BEGIN

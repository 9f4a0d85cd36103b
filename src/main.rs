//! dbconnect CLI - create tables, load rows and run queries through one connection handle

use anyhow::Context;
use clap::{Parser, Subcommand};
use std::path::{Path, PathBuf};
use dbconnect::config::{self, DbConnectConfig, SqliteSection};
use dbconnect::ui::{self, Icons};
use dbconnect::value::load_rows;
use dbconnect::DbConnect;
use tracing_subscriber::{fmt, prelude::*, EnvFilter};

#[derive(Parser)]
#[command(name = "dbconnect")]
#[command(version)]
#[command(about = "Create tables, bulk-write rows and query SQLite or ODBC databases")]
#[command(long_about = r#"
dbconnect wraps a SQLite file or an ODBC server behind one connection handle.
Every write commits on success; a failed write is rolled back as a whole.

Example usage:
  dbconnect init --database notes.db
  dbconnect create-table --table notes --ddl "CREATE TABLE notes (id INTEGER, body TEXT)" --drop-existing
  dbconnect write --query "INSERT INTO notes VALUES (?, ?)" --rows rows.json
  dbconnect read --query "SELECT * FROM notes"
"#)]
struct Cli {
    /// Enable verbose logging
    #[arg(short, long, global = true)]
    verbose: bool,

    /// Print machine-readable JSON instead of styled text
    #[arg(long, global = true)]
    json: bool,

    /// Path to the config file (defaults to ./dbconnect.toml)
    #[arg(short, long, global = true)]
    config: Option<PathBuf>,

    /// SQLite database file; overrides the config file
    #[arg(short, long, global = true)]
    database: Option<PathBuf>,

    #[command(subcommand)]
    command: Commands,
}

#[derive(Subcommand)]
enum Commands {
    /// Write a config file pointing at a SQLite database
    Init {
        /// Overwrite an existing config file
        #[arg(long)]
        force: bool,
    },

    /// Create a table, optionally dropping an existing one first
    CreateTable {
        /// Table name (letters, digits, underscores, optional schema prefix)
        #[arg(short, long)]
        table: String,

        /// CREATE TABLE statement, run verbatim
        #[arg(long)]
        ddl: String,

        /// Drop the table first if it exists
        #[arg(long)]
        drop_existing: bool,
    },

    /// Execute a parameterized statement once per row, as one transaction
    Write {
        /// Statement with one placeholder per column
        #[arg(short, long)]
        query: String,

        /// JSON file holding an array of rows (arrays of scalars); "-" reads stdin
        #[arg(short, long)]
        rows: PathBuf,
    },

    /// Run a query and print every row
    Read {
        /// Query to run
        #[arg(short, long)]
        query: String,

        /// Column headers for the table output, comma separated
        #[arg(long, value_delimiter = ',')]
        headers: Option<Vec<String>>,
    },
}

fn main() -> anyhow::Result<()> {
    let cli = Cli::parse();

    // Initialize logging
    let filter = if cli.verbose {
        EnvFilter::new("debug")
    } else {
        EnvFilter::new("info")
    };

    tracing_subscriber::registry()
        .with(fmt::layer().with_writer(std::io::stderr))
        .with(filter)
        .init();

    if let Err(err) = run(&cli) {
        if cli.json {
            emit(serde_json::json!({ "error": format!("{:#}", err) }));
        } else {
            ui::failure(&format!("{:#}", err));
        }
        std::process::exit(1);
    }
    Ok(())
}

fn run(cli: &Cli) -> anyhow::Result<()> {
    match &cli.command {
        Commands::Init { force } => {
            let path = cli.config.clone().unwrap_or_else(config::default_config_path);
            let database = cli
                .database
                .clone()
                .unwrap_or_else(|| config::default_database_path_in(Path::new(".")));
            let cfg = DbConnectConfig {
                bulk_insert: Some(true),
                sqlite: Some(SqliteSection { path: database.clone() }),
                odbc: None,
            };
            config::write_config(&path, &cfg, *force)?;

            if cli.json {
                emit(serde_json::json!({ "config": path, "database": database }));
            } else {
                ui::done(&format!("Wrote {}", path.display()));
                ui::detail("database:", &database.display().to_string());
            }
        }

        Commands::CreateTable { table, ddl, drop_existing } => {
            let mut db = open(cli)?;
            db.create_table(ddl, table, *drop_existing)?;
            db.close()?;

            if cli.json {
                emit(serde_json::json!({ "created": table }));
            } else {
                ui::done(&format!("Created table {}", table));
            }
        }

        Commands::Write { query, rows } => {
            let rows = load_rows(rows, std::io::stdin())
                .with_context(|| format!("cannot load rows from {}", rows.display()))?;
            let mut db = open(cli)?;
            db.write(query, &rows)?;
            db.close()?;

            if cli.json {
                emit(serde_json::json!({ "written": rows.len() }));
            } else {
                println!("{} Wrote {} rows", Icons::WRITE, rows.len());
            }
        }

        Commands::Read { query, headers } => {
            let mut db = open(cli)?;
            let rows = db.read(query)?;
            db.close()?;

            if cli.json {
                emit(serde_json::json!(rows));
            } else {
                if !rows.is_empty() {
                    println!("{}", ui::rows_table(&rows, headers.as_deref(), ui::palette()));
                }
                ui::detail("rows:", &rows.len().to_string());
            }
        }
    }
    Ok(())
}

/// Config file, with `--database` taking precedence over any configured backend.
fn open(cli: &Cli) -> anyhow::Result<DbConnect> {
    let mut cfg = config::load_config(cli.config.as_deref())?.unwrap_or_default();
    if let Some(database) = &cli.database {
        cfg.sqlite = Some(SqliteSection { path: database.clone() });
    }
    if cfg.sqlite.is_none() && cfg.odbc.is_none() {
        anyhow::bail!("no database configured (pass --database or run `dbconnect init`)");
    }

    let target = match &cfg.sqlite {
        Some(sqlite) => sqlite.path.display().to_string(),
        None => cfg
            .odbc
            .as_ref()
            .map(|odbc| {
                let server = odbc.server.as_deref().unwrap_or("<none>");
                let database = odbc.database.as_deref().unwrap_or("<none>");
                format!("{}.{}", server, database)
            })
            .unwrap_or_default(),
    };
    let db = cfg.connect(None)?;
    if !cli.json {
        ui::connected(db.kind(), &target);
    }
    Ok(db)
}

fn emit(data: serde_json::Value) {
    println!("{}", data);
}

END

- EXERCISE BRIEF -
Copy out each line of the data that includes the string "Result".

- ANSWER FOR THE TASK -
fn main() -> anyhow::Result<()> {
fn run(cli: &Cli) -> anyhow::Result<()> {
fn open(cli: &Cli) -> anyhow::Result<DbConnect> {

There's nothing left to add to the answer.